**Task instructions**
A verbatim transcript of the lines below, starting at the first and ending with the one that holds "fn borrow(&self) ->", is what should be produced.

Data entries:
________________
//! Normalized search terms.

use std::borrow::Borrow;
use std::fmt;
use std::sync::LazyLock;

use serde::{Deserialize, Serialize};

use crate::analysis::analyzer::{Analyzer, StandardAnalyzer};
use crate::error::Result;

/// A normalized token: lowercased, non-alphanumerics stripped.
///
/// Terms are produced by an [`Analyzer`]; constructing one by hand does not
/// normalize it.
#[derive(Clone, Debug, PartialEq, Eq, PartialOrd, Ord, Hash, Serialize, Deserialize)]
#[serde(transparent)]
pub struct Term(String);

impl Term {
    pub fn new<S: Into<String>>(text: S) -> Self {
        Term(text.into())
    }

    pub fn as_str(&self) -> &str {
        &self.0
    }

    pub fn into_string(self) -> String {
        self.0
    }
}

impl From<String> for Term {
    fn from(text: String) -> Self {
        Term(text)
    }
}

impl From<&str> for Term {
    fn from(text: &str) -> Self {
        Term(text.to_string())
    }
}

impl Borrow<str> for Term {
    fn borrow(&self) -> &str {
        &self.0
    }
}

impl fmt::Display for Term {
    fn fmt(&self, f: &mut fmt::Formatter<'_>) -> fmt::Result {
        f.write_str(&self.0)
    }
}

static DEFAULT_ANALYZER: LazyLock<StandardAnalyzer> = LazyLock::new(StandardAnalyzer::new);

/// Split `text` into `(term, position)` pairs with the default analyzer.
///
/// Empty input yields an empty vector.
///
/// ```
/// use sift::analysis::tokenize;
///
/// let terms = tokenize("The quick, quick FOX!").unwrap();
/// let texts: Vec<&str> = terms.iter().map(|(t, _)| t.as_str()).collect();
/// assert_eq!(texts, vec!["the", "quick", "quick", "fox"]);
/// assert_eq!(terms[3].1, 3);
/// ```
pub fn tokenize(text: &str) -> Result<Vec<(Term, u32)>> {
    DEFAULT_ANALYZER.terms(text)
}

#[cfg(test)]
mod tests {
    use super::*;

    #[test]
    fn test_tokenize_is_deterministic() {
        let first = tokenize("Hello, World").unwrap();
        let second = tokenize("Hello, World").unwrap();
        assert_eq!(first, second);
        assert_eq!(first, vec![(Term::from("hello"), 0), (Term::from("world"), 1)]);
    }

    #[test]
    fn test_tokenize_splits_on_punctuation() {
        let texts = |text: &str| -> Vec<String> {
            tokenize(text)
                .unwrap()
                .into_iter()
                .map(|(t, _)| t.into_string())
                .collect()
        };

        assert_eq!(texts("quick.fox"), vec!["quick", "fox"]);
        assert_eq!(texts("mail:support"), vec!["mail", "support"]);
        assert_eq!(texts("see www.example.com"), vec!["see", "www", "example", "com"]);
        assert_eq!(texts("Don't"), vec!["dont"]);
        assert_eq!(tokenize("quick.fox").unwrap()[1].1, 1);
    }

    #[test]
    fn test_tokenize_empty() {
        assert!(tokenize("").unwrap().is_empty());
    }

    #[test]
    fn test_term_borrow_as_str() {
        let mut set = std::collections::HashSet::new();
        set.insert(Term::from("fox"));
        assert!(set.contains("fox"));
    }
}
//! Token filter implementations for token transformation.

use crate::analysis::token::TokenStream;
use crate::error::Result;

/// Trait for filters that transform token streams.
pub trait Filter: Send + Sync {
    /// Apply this filter to a token stream.
    fn filter(&self, tokens: TokenStream) -> Result<TokenStream>;

    /// Get the name of this filter (for debugging and configuration).
    fn name(&self) -> &'static str;
}

pub mod lowercase;
pub mod remove_empty;
pub mod stem;
pub mod stop;
pub mod strip;

pub use lowercase::LowercaseFilter;
pub use remove_empty::RemoveEmptyFilter;
pub use stem::StemFilter;
pub use stop::StopFilter;
pub use strip::StripFilter;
________________
**Completed exercise**
//! Normalized search terms.

use std::borrow::Borrow;
use std::fmt;
use std::sync::LazyLock;

use serde::{Deserialize, Serialize};

use crate::analysis::analyzer::{Analyzer, StandardAnalyzer};
use crate::error::Result;

/// A normalized token: lowercased, non-alphanumerics stripped.
///
/// Terms are produced by an [`Analyzer`]; constructing one by hand does not
/// normalize it.
#[derive(Clone, Debug, PartialEq, Eq, PartialOrd, Ord, Hash, Serialize, Deserialize)]
#[serde(transparent)]
pub struct Term(String);

impl Term {
    pub fn new<S: Into<String>>(text: S) -> Self {
        Term(text.into())
    }

    pub fn as_str(&self) -> &str {
        &self.0
    }

    pub fn into_string(self) -> String {
        self.0
    }
}

impl From<String> for Term {
    fn from(text: String) -> Self {
        Term(text)
    }
}

impl From<&str> for Term {
    fn from(text: &str) -> Self {
        Term(text.to_string())
    }
}

impl Borrow<str> for Term {
    fn borrow(&self) -> &str {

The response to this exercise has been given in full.